The numbers of the mass escape. The data recorded byUNHCRL'United Nations Refugee Agency and from Norwegian Refugee Council, show that conflict was a major cause of population displacement between 1 January and 10 May this year, while more than 408,000 people were forced to flee their homes as floods hit lands and villages. Another 312,000 people have been displaced by the drought. Most of them fled to the regions of Hiraan in central Somalia and Gedo in southern Somalia.

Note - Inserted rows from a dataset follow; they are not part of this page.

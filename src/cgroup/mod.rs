//! Cgroup v1 tree watcher and periodic stats collection.
//!
//! The [`Watcher`] keeps an in-memory mirror of every requested subsystem
//! hierarchy, kept in sync through filesystem notifications, and refreshes
//! the stats of every node on a fixed interval.
//!
//! # Key Components
//!
//! - [`CgroupTree`]: one hierarchy per mountpoint; co-mounted subsystems
//!   share their nodes.
//! - [`WatchState`]: the tree plus its watch bookkeeping, mutated only under
//!   a single lock by the event loop and the collection loop.
//! - [`Collector`]: per-subsystem reader of the accounting pseudo-files,
//!   selected through [`CollectorDispatch`].
//! - [`convert()`]: maps raw records onto the exported
//!   [`Stats`](crate::models::Stats) schema.
//!
//! # Platform Requirements
//!
//! - Linux with cgroup v1 hierarchies mounted.
//! - Read access to the cgroup mountpoints.
mod collect;
mod collector;
mod convert;
mod error;
pub mod stats;
mod subsystem;
mod tree;
mod utils;
mod watch;
mod watcher;

pub use collect::{CollectionLoop, DispatchTable, PassGuard, collect_pass};
pub use collector::{
    BlkioCollector, CpuCollector, CpuacctCollector, HugetlbCollector, MemoryCollector,
    NoopCollector,
};
pub use convert::convert;
pub use error::{Error, Result};
pub use subsystem::{Collector, CollectorDispatch, SubsystemKind};
pub use tree::{CgroupNode, CgroupTree, TreeError};
pub use utils::PROCS_FILE;
pub use watch::{FsEvent, NotifyRegistry, WatchRegistry, WatchState};
#[cfg(test)]
pub(crate) use watch::RecordingRegistry;
pub use watcher::{EventReceiver, TreeHandle, Watcher};
use std::future::Future;

use axum::Json;
use axum::extract::State;
use axum::http::{StatusCode, header};
use axum::response::{IntoResponse, Response};
use axum::routing::get;
use tokio::net::ToSocketAddrs;

use crate::cgroup::TreeHandle;
use crate::metrics::PrometheusSink;

#[derive(Clone)]
struct AppState {
    tree: TreeHandle,
    metrics: PrometheusSink,
}

async fn export_metrics(State(state): State<AppState>) -> Response {
    match state.metrics.encode() {
        Ok(body) => (
            StatusCode::OK,
            [(header::CONTENT_TYPE, "text/plain; version=0.0.4")],
            body,
        )
            .into_response(),
        Err(err) => {
            log::error!("Failed to encode metrics: {err}");
            (
                StatusCode::INTERNAL_SERVER_ERROR,
                "failed to encode metrics",
            )
                .into_response()
        }
    }
}

async fn export_cgroups(State(state): State<AppState>) -> Response {
    let tree = state.tree.clone();
    match tokio::task::spawn_blocking(move || tree.snapshot()).await {
        Ok(snapshot) => (StatusCode::OK, Json(snapshot)).into_response(),
        Err(err) => {
            log::error!("Failed to snapshot cgroup tree: {err}");
            (
                StatusCode::INTERNAL_SERVER_ERROR,
                "failed to export cgroups",
            )
                .into_response()
        }
    }
}

pub struct ApiServer {
    router: axum::Router,
}

impl ApiServer {
    pub fn new(tree: TreeHandle, metrics: PrometheusSink) -> Self {
        let router = axum::Router::new()
            .route("/metrics", get(export_metrics))
            .route("/api/v1/cgroups", get(export_cgroups))
            .with_state(AppState { tree, metrics });
        Self { router }
    }

    /// Serves requests until `shutdown` completes.
    pub async fn listen(
        self,
        addr: impl ToSocketAddrs,
        shutdown: impl Future<Output = ()> + Send + 'static,
    ) -> std::io::Result<()> {
        let listener = tokio::net::TcpListener::bind(addr).await?;
        log::info!("API listening on {}", listener.local_addr()?);
        axum::serve(listener, self.router.into_make_service())
            .with_graceful_shutdown(shutdown)
            .await
    }
}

Escape and welcome. Many of those forcibly displaced arrive in overcrowded urban areas and in places that already host a high number of internally displaced people, putting a strain on resources, which are always scarce, and exposing the most vulnerable individuals to further risks: evictions, family separation and gender-based violence. Agencies and Non Governmental Organizations who work on the spot, in fact, register among the most urgent problems to be addressed the lack of food and shelter for people, the safety of minors and women, exposed to rapes and sexual assaults.
The displaced. More than 3.8 million people are now displaced in Somalia. Thus, an already terrible humanitarian situation worsens in which about 6.7 million people struggle to satisfy their basic needs: to eat, to drink clean water, to be able to obtain a minimum of health care. More than half a million Somali children are severely malnourished. In the face of such a dramatic situation that does not bode well for the future, humanitarian agencies have so far received only 22 percent of the resources needed to provide the requested assistance this year.